I grabbed his wrist before he touched me.

“Lucía needs peace.

You can’t take my daughter away.

I’m not taking anything from you. You’re getting out alone.

My mom stood by me.

Mariana too.

Then my Aunt Lulu.

Then Doña Teresa.

One by one, the women in the room stopped being invited and turned wall.

Adrian looked around looking for a man to rescue him, but even his comrade Fabian was looking at the floor. Nobody wanted to carry him.

“I’m going,” he said.

“It’s good,” I replied. But from the house too. Your things will be with the goalkeeper tomorrow.

That house is mine too.

Mariana smiled.

Adrian looked at her with hate.

“You’re crazy.

“I’m a lawyer,” said Mariana. It’s worse.

He came out pushing a chair.

No one followed him.

Renata left five minutes later. Before he came through the door, he turned to me.

I’m not going to ask you to forgive me.

“How good. Because I wasn’t going to.

He lowered his head and came out.

The living room was weird.

Like after a tremor, when everyone looks at the lamps although they have already stopped moving.

My mom was the first one to act.

“Well,” he said, wiping his tears with a napkin. The cake was not to blame.

And that, I don’t know why, saved us.

Someone laughed.

Then another person.

My Aunt Lulu cut the three-milk cake harder than necessary. Doña Teresa sat in a corner, crying in silence. Lourdes accepted coffee and ate two cupcakes with an admirable serenity.

I stayed in my chair, exhausted.

Lucia moved inside me.

Not like a kick.

Like a slow turn.

I put my hands on my belly.

“Sorry, my love,” I whispered. Your party got intense.

My mom listened to me.

Your daughter just learned something important.

What?

“That her mother doesn’t swallow poison so that others have a quiet dinner.

After the baby shower, we walked a little around Coyoacán because I needed air. The night was cool. In the Centennial Garden there were couples taking pictures next to the Fountain of the Coyotes, children with balloons, gentlemen selling esquites and families leaving the portals with bags of churros.

I sat on a bench with a slice of cake inside a disposable plate.

Mariana sat next to me.

Do you regret it?

I looked at the lights, the people, the coyotes at the fountain throwing water like nothing in the world is serious.

“I regret loving him more than he loved me.

That’s not your fault.

“No. But it is my task to correct it.

That night I didn’t let Adrian into the apartment.

He screamed from the hallway.

He asked to speak.

Then he insulted.

Then he cried.

Then he left.

The next day I found their bags at the entrance, where Mariana and my brother had left them. Doña Teresa came with him, but not to defend him. He came to apologize.

He brought a bag of diapers, a woven blanket and swollen eyes.

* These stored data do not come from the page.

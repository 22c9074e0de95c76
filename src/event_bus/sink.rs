//! Output targets for execution events.

use std::any::type_name;
use std::fs::File;
use std::io::{self, Result as IoResult, Stdout, Write};
use std::path::Path;
use std::sync::Arc;

use parking_lot::Mutex;

use super::event::Event;
use crate::telemetry::{PlainFormatter, TelemetryFormatter};

/// Abstraction over an output target that consumes full [`Event`] objects.
pub trait EventSink: Send + Sync {
    /// Handle a structured event. The sink decides how to serialize it.
    fn handle(&mut self, event: &Event) -> IoResult<()>;

    /// A stable, human-friendly identifier for this sink instance.
    fn name(&self) -> String {
        type_name::<Self>().to_string()
    }
}

/// Stdout sink with pluggable formatting.
pub struct StdOutSink<F: TelemetryFormatter = PlainFormatter> {
    handle: Stdout,
    formatter: F,
}

impl Default for StdOutSink {
    fn default() -> Self {
        Self {
            handle: io::stdout(),
            formatter: PlainFormatter,
        }
    }
}

impl<F: TelemetryFormatter> StdOutSink<F> {
    pub fn with_formatter(formatter: F) -> Self {
        Self {
            handle: io::stdout(),
            formatter,
        }
    }
}

impl<F: TelemetryFormatter> EventSink for StdOutSink<F> {
    fn handle(&mut self, event: &Event) -> IoResult<()> {
        let rendered = self.formatter.render_event(event).join_lines();
        self.handle.write_all(rendered.as_bytes())?;
        self.handle.flush()
    }
}

/// In-memory sink for testing and snapshots. Cloning shares the buffer, so
/// a clone kept outside the bus can inspect captured events afterwards.
#[derive(Clone, Default)]
pub struct MemorySink {
    entries: Arc<Mutex<Vec<Event>>>,
}

impl MemorySink {
    #[must_use]
    pub fn new() -> Self {
        Self::default()
    }

    /// Clone of all captured events.
    #[must_use]
    pub fn snapshot(&self) -> Vec<Event> {
        self.entries.lock().clone()
    }

    pub fn clear(&self) {
        self.entries.lock().clear();
    }
}

impl EventSink for MemorySink {
    fn handle(&mut self, event: &Event) -> IoResult<()> {
        self.entries.lock().push(event.clone());
        Ok(())
    }
}

/// JSON Lines sink for machine-readable structured logging: one normalized
/// JSON object per line, suitable for log aggregation and dashboards.
pub struct JsonLinesSink {
    handle: Box<dyn Write + Send + Sync>,
}

impl JsonLinesSink {
    pub fn new(handle: Box<dyn Write + Send + Sync>) -> Self {
        Self { handle }
    }

    pub fn to_stdout() -> Self {
        Self::new(Box::new(io::stdout()))
    }

    /// Write to a file, created or truncated.
    pub fn to_file(path: impl AsRef<Path>) -> IoResult<Self> {
        let file = File::create(path)?;
        Ok(Self::new(Box::new(file)))
    }
}

impl EventSink for JsonLinesSink {
    fn handle(&mut self, event: &Event) -> IoResult<()> {
        let json = event
            .to_json_string()
            .map_err(|e| io::Error::new(io::ErrorKind::InvalidData, e))?;
        writeln!(self.handle, "{json}")?;
        self.handle.flush()
    }

    fn name(&self) -> String {
        "JsonLinesSink".to_string()
    }
}

/// Channel sink forwarding events to a flume channel, for streaming to web
/// clients or any async consumer. If the receiver is dropped, `handle`
/// errors; the bus logs it and keeps broadcasting to other sinks.
pub struct ChannelSink {
    tx: flume::Sender<Event>,
}

impl ChannelSink {
    pub fn new(tx: flume::Sender<Event>) -> Self {
        Self { tx }
    }
}

impl EventSink for ChannelSink {
    fn handle(&mut self, event: &Event) -> IoResult<()> {
        self.tx
            .send(event.clone())
            .map_err(|_| io::Error::new(io::ErrorKind::BrokenPipe, "channel receiver dropped"))
    }
}
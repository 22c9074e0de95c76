//! Scheduling: the control loop that drives a routine to completion.
//!
//! [`scheduler`] holds the loop itself (seeding, readiness, bounded
//! concurrent dispatch, termination); [`dispatch`] is the glue between a
//! ready task and a running plugin future; [`successors`] computes what a
//! completion enqueues, including branch routing and loop re-entry.

pub mod dispatch;
pub mod scheduler;
pub mod successors;

pub use dispatch::{DispatchEnv, DispatchError};
pub use scheduler::{
    CancelToken, ExecutionCallbacks, Readiness, RunError, RunLimits, Scheduler, SchedulerOutcome,
    Task,
};
pub use successors::expand_successors;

“I raised a coward,” he said.

“You raised a man,” I replied. What he did with that was his decision.

He cried more.

I didn’t hug her right away.

But I let her in.

A month later, Adrian lost his position at the agency. Renata also came out, although her fall mattered less to me than I imagined. I started the divorce with Mariana, I froze the remaining account and opened another one just for Lucia.

Adrian tried to return three times.

The first with flowers.

The second with promises.

The third one with guilt.

“I don’t want my daughter to be born into a broken family,” she said on the phone.

I was folding tiny clothes, those impossible clothes that look like a doll.

The family broke when you kicked her. I’m just taking the glasses off.

Lucia was born an early morning in October.

The city smelled of wet dirt and fresh bread because, on the way to the hospital, we passed an open bakery. My mom was praying. Mariana drove as if competing in Formula 1. I was sweating, crying and lying the mother to Adrian between contractions.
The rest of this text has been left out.